use jobrelay::slack::to_message_event;
use serde_json::json;
use slack_morphism::prelude::SlackMessageEvent;

fn parse(value: serde_json::Value) -> SlackMessageEvent {
    serde_json::from_value(value).expect("valid Slack message event")
}

#[test]
fn test_plain_message_event() {
    let event = parse(json!({
        "type": "message",
        "channel": "C111",
        "user": "U22KZA25S",
        "text": "hiring QA engineer <http://hh.ru/job123>",
        "ts": "1700000000.000100"
    }));

    let converted = to_message_event(&event).expect("message event");
    assert_eq!(converted.channel_id, "C111");
    assert_eq!(converted.user_id.as_deref(), Some("U22KZA25S"));
    assert_eq!(converted.text, "hiring QA engineer <http://hh.ru/job123>");
    assert_eq!(converted.ts, "1700000000.000100");
    assert!(!converted.has_attachments);
    assert!(converted.sub_text.is_none());
}

#[test]
fn test_attachments_are_flagged() {
    let event = parse(json!({
        "type": "message",
        "channel": "C111",
        "user": "U22KZA25S",
        "text": "http://hh.ru",
        "ts": "1700000000.000100",
        "attachments": [{ "text": "unfurled preview", "fallback": "preview" }]
    }));

    let converted = to_message_event(&event).expect("message event");
    assert!(converted.has_attachments);
}

#[test]
fn test_edited_message_carries_sub_text() {
    let event = parse(json!({
        "type": "message",
        "subtype": "message_changed",
        "channel": "C111",
        "ts": "1700000050.000300",
        "message": {
            "type": "message",
            "user": "U22KZA25S",
            "text": "updated: vacancy http://hh.ru/job124",
            "ts": "1700000000.000100"
        }
    }));

    let converted = to_message_event(&event).expect("message event");
    assert_eq!(
        converted.sub_text.as_deref(),
        Some("updated: vacancy http://hh.ru/job124")
    );
    assert_eq!(
        converted.working_text(),
        "updated: vacancy http://hh.ru/job124"
    );
    assert_eq!(converted.user_id.as_deref(), Some("U22KZA25S"));
    assert_eq!(converted.ts, "1700000050.000300");
}

#[test]
fn test_deleted_message_is_skipped() {
    let event = parse(json!({
        "type": "message",
        "subtype": "message_deleted",
        "channel": "C222",
        "ts": "1700000060.000400",
        "deleted_ts": "1700000000.000100"
    }));

    assert!(to_message_event(&event).is_none());
}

####

Problem statement:
Copy out the entries. Change nothing.

Task output:
use jobrelay::slack::to_message_event;
use serde_json::json;
use slack_morphism::prelude::SlackMessageEvent;

fn parse(value: serde_json::Value) -> SlackMessageEvent {
    serde_json::from_value(value).expect("valid Slack message event")
}

#[test]
fn test_plain_message_event() {
    let event = parse(json!({
        "type": "message",
        "channel": "C111",
        "user": "U22KZA25S",
        "text": "hiring QA engineer <http://hh.ru/job123>",
        "ts": "1700000000.000100"
    }));

    let converted = to_message_event(&event).expect("message event");
    assert_eq!(converted.channel_id, "C111");
    assert_eq!(converted.user_id.as_deref(), Some("U22KZA25S"));
    assert_eq!(converted.text, "hiring QA engineer <http://hh.ru/job123>");
    assert_eq!(converted.ts, "1700000000.000100");
    assert!(!converted.has_attachments);
    assert!(converted.sub_text.is_none());
}

#[test]
fn test_attachments_are_flagged() {
    let event = parse(json!({
        "type": "message",
        "channel": "C111",
        "user": "U22KZA25S",
        "text": "http://hh.ru",
        "ts": "1700000000.000100",
        "attachments": [{ "text": "unfurled preview", "fallback": "preview" }]
    }));

    let converted = to_message_event(&event).expect("message event");
    assert!(converted.has_attachments);
}

#[test]
fn test_edited_message_carries_sub_text() {
    let event = parse(json!({
        "type": "message",
        "subtype": "message_changed",
        "channel": "C111",
        "ts": "1700000050.000300",
        "message": {
            "type": "message",
            "user": "U22KZA25S",
            "text": "updated: vacancy http://hh.ru/job124",
            "ts": "1700000000.000100"
        }
    }));

    let converted = to_message_event(&event).expect("message event");
    assert_eq!(
        converted.sub_text.as_deref(),
        Some("updated: vacancy http://hh.ru/job124")
    );
    assert_eq!(
        converted.working_text(),
        "updated: vacancy http://hh.ru/job124"
    );
    assert_eq!(converted.user_id.as_deref(), Some("U22KZA25S"));
    assert_eq!(converted.ts, "1700000050.000300");
}

#[test]
fn test_deleted_message_is_skipped() {
    let event = parse(json!({
        "type": "message",
        "subtype": "message_deleted",
        "channel": "C222",
        "ts": "1700000060.000400",
        "deleted_ts": "1700000000.000100"
    }));

    assert!(to_message_event(&event).is_none());
}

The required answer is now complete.